Russell Shaw expressed similar concerns as he pondered the interplay of partisan media narratives and internal Church politics.

Reflecting on Biden’s account of his meeting with Francis, Shaw worries that Catholics and the public at large may assume that doctrine and pastoral practice are on “separate tracks.” 

“Most of us would say they should be together, and one should reflect the other,” he said. 

“The doctrine on abortion is extremely clear. But when dealing with someone in Biden’s position, Francis seems to feel that pastoral practice can proceed independently of the doctrine and that the two may not converge.”

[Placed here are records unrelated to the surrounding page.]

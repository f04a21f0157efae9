use thiserror::Error;

pub type RcResult<T> = Result<T, RcError>;

#[derive(Error, Debug, Clone, PartialEq)]
pub enum RcError {
    #[error("{what} must be a finite number, got {value}")]
    NonFinite { what: &'static str, value: f64 },

    #[error("Invalid argument: {what}")]
    InvalidArg { what: &'static str },

    #[error("Unknown component kind: {name}")]
    UnknownKind { name: String },
}
//! Graph-specific error types.

use rc_core::ComponentKind;

pub type GraphResult<T> = Result<T, GraphError>;

/// Placement and connection errors.
#[derive(Debug, Clone, PartialEq, Eq)]
pub enum GraphError {
    /// A component of this kind is already on the canvas.
    DuplicateKind { kind: ComponentKind },

    /// The referenced component has not been placed.
    NotPlaced { kind: ComponentKind },
}

impl std::fmt::Display for GraphError {
    fn fmt(&self, f: &mut std::fmt::Formatter<'_>) -> std::fmt::Result {
        match self {
            GraphError::DuplicateKind { kind } => {
                write!(f, "Only one {} may be placed", kind)
            }
            GraphError::NotPlaced { kind } => {
                write!(f, "{} has not been placed", kind)
            }
        }
    }
}

impl std::error::Error for GraphError {}
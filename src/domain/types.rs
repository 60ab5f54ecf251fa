//! Shared domain types.
//!
//! Data flows strictly forward through the pipeline; each stage consumes the
//! previous stage's values and produces fresh ones. Nothing here is mutated
//! in place after construction, and the output-side types are serializable
//! for the JSON export.

use std::path::PathBuf;

use clap::ValueEnum;
use serde::Serialize;

use crate::physics::PhysicsConfig;

/// One raw spectroscopy measurement as read from the input tables.
///
/// Ingest guarantees `uncertainty_nm > 0` for every retained row.
#[derive(Debug, Clone, Copy)]
pub struct Measurement {
    /// Observation time (years since the campaign start).
    pub time_years: f64,
    /// Observed line wavelength (nm).
    pub wavelength_nm: f64,
    /// Wavelength uncertainty (nm).
    pub uncertainty_nm: f64,
}

/// A measurement converted to radial-velocity space (SI units).
#[derive(Debug, Clone, Copy)]
pub struct RvPoint {
    /// Observation time (s).
    pub time_s: f64,
    /// Line-of-sight star velocity (m/s).
    pub velocity_ms: f64,
    /// Velocity uncertainty (m/s), always > 0.
    pub uncertainty_ms: f64,
}

/// Fitted parameters of the sinusoidal radial-velocity model.
///
/// `v(t) = speed_star * sin(angular_speed * t + phase)`. Produced only by the
/// fitter and immutable once returned. The phase is not wrapped into any
/// canonical range.
#[derive(Debug, Clone, Copy, Serialize)]
pub struct ModelParameters {
    /// Star velocity amplitude (m/s).
    pub speed_star: f64,
    /// Orbital angular speed (rad/s).
    pub angular_speed: f64,
    /// Phase offset (rad).
    pub phase: f64,
}

impl ModelParameters {
    /// Model-predicted star velocity at time `t` (s).
    pub fn velocity_at(&self, t: f64) -> f64 {
        self.speed_star * (self.angular_speed * t + self.phase).sin()
    }
}

/// Result of one chi-squared minimization.
#[derive(Debug, Clone, Serialize)]
pub struct FitResult {
    pub parameters: ModelParameters,
    /// Objective value at the minimum, always >= 0.
    pub min_chi_squared: f64,
    /// Sample count minus free parameter count (2 or 3).
    pub dof: usize,
    /// Minimizer convergence status; non-convergence is a warning, not an error.
    pub converged: bool,
    pub iterations: usize,
}

impl FitResult {
    pub fn reduced_chi_squared(&self) -> f64 {
        self.min_chi_squared / self.dof as f64
    }
}

/// Output of one outlier-cleaning pass.
///
/// `removed == 0` is a valid, reportable outcome for the residual pass.
#[derive(Debug, Clone)]
pub struct FilterOutcome {
    /// Surviving points, original ordering preserved.
    pub points: Vec<RvPoint>,
    pub removed: usize,
}

/// Symmetric parameter uncertainties plus propagated derived-quantity
/// uncertainties.
///
/// Parameter entries are half-widths of the `chi2_min + 1` contour bounding
/// box along each axis, an axis-aligned approximation kept for parity with
/// the published analysis.
#[derive(Debug, Clone, Serialize)]
pub struct UncertaintyBundle {
    /// m/s
    pub speed_star: f64,
    /// rad/s
    pub angular_speed: f64,
    /// m
    pub orbital_distance: f64,
    /// m/s
    pub planet_velocity: f64,
    /// kg
    pub planet_mass: f64,
}

/// Closed-form quantities derived from the final fit.
#[derive(Debug, Clone, Serialize)]
pub struct DerivedQuantities {
    pub orbital_distance_m: f64,
    pub planet_velocity_ms: f64,
    pub planet_mass_kg: f64,
}

impl DerivedQuantities {
    pub fn orbital_distance_au(&self) -> f64 {
        self.orbital_distance_m / crate::physics::ASTRONOMICAL_UNIT
    }

    pub fn planet_mass_jovian(&self) -> f64 {
        self.planet_mass_kg / crate::physics::JOVIAN_MASS
    }
}

/// What to do when the fitted angular speed is degenerate (zero, negative,
/// or non-finite).
#[derive(Debug, Clone, Copy, PartialEq, Eq, Serialize, ValueEnum)]
#[serde(rename_all = "lowercase")]
pub enum DegeneracyPolicy {
    /// Let NaN/Inf flow into the derived quantities and warn in the report.
    Propagate,
    /// Abort with a numerical error before computing derived quantities.
    Reject,
}

impl std::fmt::Display for DegeneracyPolicy {
    fn fmt(&self, f: &mut std::fmt::Formatter<'_>) -> std::fmt::Result {
        f.write_str(match self {
            Self::Propagate => "propagate",
            Self::Reject => "reject",
        })
    }
}

/// A full run's configuration as understood by the pipeline.
///
/// Derived from CLI flags plus defaults.
#[derive(Debug, Clone)]
pub struct FitConfig {
    pub data_path_1: PathBuf,
    pub data_path_2: PathBuf,

    /// Pass-1 tolerance in standard deviations from the velocity mean.
    pub pass1_sigma: f64,
    /// Pass-2 tolerance in standard deviations of the fit residuals.
    pub pass2_sigma: f64,

    pub physics: PhysicsConfig,

    /// Contour window half-width along the speed axis (m/s).
    pub contour_speed_half_width: f64,
    /// Contour window half-width along the angular-speed axis (rad/s).
    pub contour_angular_half_width: f64,
    /// Grid resolution per axis for the chi-squared surface.
    pub contour_points: usize,

    pub degeneracy: DegeneracyPolicy,

    pub plot: bool,
    pub out_dir: PathBuf,
    pub export: Option<PathBuf>,
}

Shaw expects the U.S. bishops to produce a document on Eucharistic coherence that “will not go after Biden, but will provide a general pastoral statement about the place of the Eucharist in our lives and our worthiness to receive it.”  The leaked draft document confirms his expectations. 

Then stepping back to consider the political takeaway for Biden from last week’s encounter with the Pope, Shaw suggested that the nation’s second Catholic president “won this round.” In other words, Biden will continue to assert his belief that a political leader who green-lights a “whole-of- government” defense of Roe v. Wade may also receive Holy Communion at Sunday Mass, a major win for his struggling administration.

“I don’t think the Pope was even competing,” said Shaw. “He just handed it to him.”